Doctors in the UK are set to begin a five consecutive day walkout in November, in protest over jobs and pay.
The BMA announced that resident doctors will strike for five days in a row from 7am on 14 November to 7am on 19 November.
Resident doctors, who make up nearly 50% of all medical staff in the National Health Service, are proceeding with the strike after failed negotiations with the health department.
Dr Jack Fletcher stated, “This is not where we wanted to be. We have been negotiating for the past week with officials, urging the health minister to end the crisis of doctors going unemployed.”
“Our survey reveals 50% of second-year physicians in England are struggling to find jobs, their skills going to waste whilst countless individuals wait endlessly for treatment and hospital shifts remain vacant. This cannot continue.”
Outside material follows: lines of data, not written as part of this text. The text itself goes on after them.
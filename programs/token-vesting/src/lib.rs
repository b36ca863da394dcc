use anchor_lang::prelude::*;

declare_id!("Ap4dZv44XXwjPrUMtV7r52rYaQBUBG5UpAtmpt1YdgCg");

pub mod constants;
pub mod error;
pub mod instructions;
pub mod state;
pub mod utils;

pub use constants::*;
pub use instructions::*;
pub use state::*;

#[program]
pub mod token_vesting {
    use super::*;

    pub fn initialize_accounts(ctx: Context<InitializeAccounts>) -> Result<()> {
        instructions::initialize_accounts::initialize_accounts_handler(ctx)
    }

    pub fn add_beneficiary(ctx: Context<AddBeneficiary>, entitlement: u64) -> Result<()> {
        instructions::add_beneficiary::add_beneficiary_handler(ctx, entitlement)
    }

    pub fn initialize_vesting(
        ctx: Context<InitializeVesting>,
        amount: u64,
        decimals: u8,
        start_time: i64,
        cliff_duration: u64,
        vesting_duration: u64,
    ) -> Result<()> {
        instructions::initialize_vesting::initialize_vesting_handler(
            ctx,
            amount,
            decimals,
            start_time,
            cliff_duration,
            vesting_duration,
        )
    }

    pub fn release(
        ctx: Context<Release>,
        percent: u8,
        auto_vesting: bool,
        vesting_invoked: bool,
    ) -> Result<()> {
        instructions::release::release_handler(ctx, percent, auto_vesting, vesting_invoked)
    }

    pub fn invoke_vesting(ctx: Context<InvokeVesting>) -> Result<()> {
        instructions::invoke_vesting::invoke_vesting_handler(ctx)
    }

    pub fn reconfigure_vesting(
        ctx: Context<ReconfigureVesting>,
        auto_vesting: bool,
        vesting_invoked: bool,
    ) -> Result<()> {
        instructions::reconfigure_vesting::reconfigure_vesting_handler(ctx, auto_vesting, vesting_invoked)
    }

    pub fn claim(ctx: Context<Claim>) -> Result<()> {
        instructions::claim::claim_handler(ctx)
    }

    pub fn revoke_vesting(ctx: Context<RevokeVesting>) -> Result<()> {
        instructions::revoke_vesting::revoke_vesting_handler(ctx)
    }

    pub fn emit_claim_quote(ctx: Context<EmitClaimQuote>, wallet: Pubkey) -> Result<()> {
        instructions::emit_claim_quote::emit_claim_quote_handler(ctx, wallet)
    }
}
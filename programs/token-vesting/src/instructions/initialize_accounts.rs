use anchor_lang::prelude::*;
use anchor_spl::token::{Mint, Token, TokenAccount};

use crate::constants::{CONFIG_SEED, ESCROW_SEED};
use crate::error::VestingError;
use crate::state::ConfigVesting;

pub fn initialize_accounts_handler(ctx: Context<InitializeAccounts>) -> Result<()> {
    let escrow_wallet = ctx.accounts.escrow_wallet.key();
    let token_mint = ctx.accounts.token_mint.key();

    let cfg = &mut ctx.accounts.config;
    let cap = cfg.open(
        ctx.accounts.admin.key(),
        token_mint,
        escrow_wallet,
        ctx.bumps.config,
        ctx.bumps.escrow_wallet,
    )?;

    emit!(AccountsInitialized {
        config: cfg.key(),
        admin: cap.admin(),
        mint: token_mint,
        escrow_wallet,
    });

    Ok(())
}

#[derive(Accounts)]
pub struct InitializeAccounts<'info> {
    #[account(
        init,
        payer = admin,
        space = 8 + ConfigVesting::SIZE,
        seeds = [CONFIG_SEED, token_mint.key().as_ref()],
        bump
    )]
    pub config: Account<'info, ConfigVesting>,

    #[account(
        init,
        payer = admin,
        token::mint = token_mint,
        token::authority = config,
        seeds = [ESCROW_SEED, config.key().as_ref()],
        bump
    )]
    pub escrow_wallet: Account<'info, TokenAccount>,

    /// Source of the later deposit; proves the signer holds tokens of this mint.
    #[account(
        constraint = admin_token_account.mint == token_mint.key() @ VestingError::InvalidTokenMint,
        constraint = admin_token_account.owner == admin.key() @ VestingError::InvalidTokenAccount,
    )]
    pub admin_token_account: Account<'info, TokenAccount>,

    pub token_mint: Account<'info, Mint>,

    #[account(mut)]
    pub admin: Signer<'info>,

    pub token_program: Program<'info, Token>,
    pub system_program: Program<'info, System>,
}

#[event]
pub struct AccountsInitialized {
    pub config: Pubkey,
    pub admin: Pubkey,
    pub mint: Pubkey,
    pub escrow_wallet: Pubkey,
}
use anchor_lang::prelude::*;

use crate::error::{VestingError, VestingResult};

/// Lifecycle tag stored on the config. Zeroed account data decodes as `Uninitialized`.
#[derive(AnchorSerialize, AnchorDeserialize, Clone, Copy, Debug, Default, PartialEq, Eq)]
pub enum VestingStatus {
    #[default]
    Uninitialized,
    /// Config and escrow exist; parameters not yet set, nothing deposited.
    AccountsReady,
    /// Escrow funded and schedule parameters recorded.
    Funded,
    /// Admin reclaimed the escrow; terminal.
    Revoked,
}

impl VestingStatus {
    /// The only place a status changes. Legal edges:
    /// `Uninitialized -> AccountsReady -> Funded -> Revoked`.
    pub fn transition(self, next: VestingStatus) -> VestingResult<VestingStatus> {
        use VestingStatus::*;
        match (self, next) {
            (Uninitialized, AccountsReady) | (AccountsReady, Funded) | (Funded, Revoked) => {
                Ok(next)
            }
            (Funded | Revoked, Funded) => Err(VestingError::AlreadyInitialized),
            (Revoked, _) => Err(VestingError::VestingRevoked),
            _ => Err(VestingError::InvalidLifecycle),
        }
    }

    /// Gate for operations that act on a funded, live schedule.
    pub fn require_funded(self) -> VestingResult<()> {
        match self {
            VestingStatus::Funded => Ok(()),
            VestingStatus::Revoked => Err(VestingError::VestingRevoked),
            _ => Err(VestingError::VestingNotFunded),
        }
    }

    /// Gate for admin bookkeeping that is allowed before and after funding.
    pub fn require_open(self) -> VestingResult<()> {
        match self {
            VestingStatus::AccountsReady | VestingStatus::Funded => Ok(()),
            VestingStatus::Revoked => Err(VestingError::VestingRevoked),
            VestingStatus::Uninitialized => Err(VestingError::InvalidLifecycle),
        }
    }
}

#[cfg(test)]
mod tests {
    use super::*;

    #[test]
    fn forward_edges_only() {
        use VestingStatus::*;
        assert_eq!(Uninitialized.transition(AccountsReady).unwrap(), AccountsReady);
        assert_eq!(AccountsReady.transition(Funded).unwrap(), Funded);
        assert_eq!(Funded.transition(Revoked).unwrap(), Revoked);

        assert!(matches!(
            Uninitialized.transition(Funded),
            Err(VestingError::InvalidLifecycle)
        ));
        assert!(matches!(
            AccountsReady.transition(AccountsReady),
            Err(VestingError::InvalidLifecycle)
        ));
        assert!(matches!(
            AccountsReady.transition(Revoked),
            Err(VestingError::InvalidLifecycle)
        ));
    }

    #[test]
    fn refunding_is_already_initialized() {
        use VestingStatus::*;
        assert!(matches!(
            Funded.transition(Funded),
            Err(VestingError::AlreadyInitialized)
        ));
        assert!(matches!(
            Revoked.transition(Funded),
            Err(VestingError::AlreadyInitialized)
        ));
        assert!(matches!(
            Revoked.transition(Revoked),
            Err(VestingError::VestingRevoked)
        ));
    }

    #[test]
    fn gates() {
        use VestingStatus::*;
        assert!(Funded.require_funded().is_ok());
        assert!(matches!(
            AccountsReady.require_funded(),
            Err(VestingError::VestingNotFunded)
        ));
        assert!(matches!(
            Revoked.require_funded(),
            Err(VestingError::VestingRevoked)
        ));
        assert!(AccountsReady.require_open().is_ok());
        assert!(Funded.require_open().is_ok());
        assert!(matches!(
            Uninitialized.require_open(),
            Err(VestingError::InvalidLifecycle)
        ));
    }

    #[test]
    fn zeroed_bytes_decode_as_uninitialized() {
        let status = VestingStatus::try_from_slice(&[0u8]).unwrap();
        assert_eq!(status, VestingStatus::Uninitialized);
    }
}
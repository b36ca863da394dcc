pub mod initialize_accounts;
pub mod add_beneficiary;
pub mod initialize_vesting;
pub mod release;
pub mod invoke_vesting;
pub mod reconfigure_vesting;
pub mod claim;
pub mod revoke_vesting;
pub mod emit_claim_quote;

pub use initialize_accounts::*;
pub use add_beneficiary::*;
pub use initialize_vesting::*;
pub use release::*;
pub use invoke_vesting::*;
pub use reconfigure_vesting::*;
pub use claim::*;
pub use revoke_vesting::*;
pub use emit_claim_quote::*;
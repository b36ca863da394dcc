//! Integer vesting arithmetic (no floats, no rounding drift).
//! - scaled deposit = amount * 10^decimals
//! - entitled = floor(entitlement * percent / 100)
//! - linear percent = min(100, floor(100 * (elapsed - cliff) / duration)), elapsed >= cliff

use crate::constants::{MAX_PERCENT, PERCENT_DENOMINATOR};
use crate::error::VestingError;

/// Base units moved into escrow for a deposit of `amount` whole tokens.
pub fn scale_amount(amount: u64, decimals: u8) -> Result<u64, VestingError> {
    let factor = 10u64
        .checked_pow(decimals as u32)
        .ok_or(VestingError::MathOverflow)?;
    amount.checked_mul(factor).ok_or(VestingError::MathOverflow)
}

/// Portion of `entitlement` unlocked at `percent`, rounded down.
pub fn entitled_amount(entitlement: u64, percent: u8) -> Result<u64, VestingError> {
    if percent > MAX_PERCENT {
        return Err(VestingError::InvalidPercent);
    }
    let v = (entitlement as u128)
        .checked_mul(percent as u128)
        .ok_or(VestingError::MathOverflow)?
        / PERCENT_DENOMINATOR;
    u64::try_from(v).map_err(|_| VestingError::MathOverflow)
}

/// True once `now - start_ts >= cliff_duration`. Inclusive at the boundary.
pub fn cliff_reached(now_ts: i64, start_ts: i64, cliff_duration: u64) -> bool {
    let elapsed = i128::from(now_ts) - i128::from(start_ts);
    elapsed >= i128::from(cliff_duration)
}

/// Timestamp at which the cliff elapses, saturating at `i64::MAX`.
pub fn cliff_end(start_ts: i64, cliff_duration: u64) -> i64 {
    start_ts.saturating_add(i64::try_from(cliff_duration).unwrap_or(i64::MAX))
}

/// Unlock percent implied by the clock for an auto-vesting schedule.
///
/// Fails with `TooEarly` while the cliff has not elapsed (including `now < start`).
/// A zero `vesting_duration` unlocks everything at the cliff.
pub fn linear_percent(
    now_ts: i64,
    start_ts: i64,
    cliff_duration: u64,
    vesting_duration: u64,
) -> Result<u8, VestingError> {
    let elapsed = i128::from(now_ts) - i128::from(start_ts);
    let cliff = i128::from(cliff_duration);
    if elapsed < cliff {
        return Err(VestingError::TooEarly);
    }
    if vesting_duration == 0 {
        return Ok(MAX_PERCENT);
    }
    let since_cliff = u128::try_from(elapsed - cliff).map_err(|_| VestingError::MathOverflow)?;
    let pct = since_cliff
        .checked_mul(MAX_PERCENT as u128)
        .ok_or(VestingError::MathOverflow)?
        / vesting_duration as u128;
    Ok(pct.min(MAX_PERCENT as u128) as u8)
}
He continued, “We talked with the government in good faith, hoping the minister to understand that a deal offering solutions to gradually reverse the cuts to pay over several years, providing newly trained doctors a raise of only £1 per hour for the coming four years.”
“We hoped the government would recognize that our asks are not just fair but are in the best interests of the community and our those we treat and would also help stop our physicians departing from the health service.”
Junior physicians have anywhere up to eight years’ experience practicing in hospitals, depending on their specialty, or up to three years in general practice.
Further information will follow soon.
A semiconductor engineer with over a decade of experience in solid state device research and industry analysis.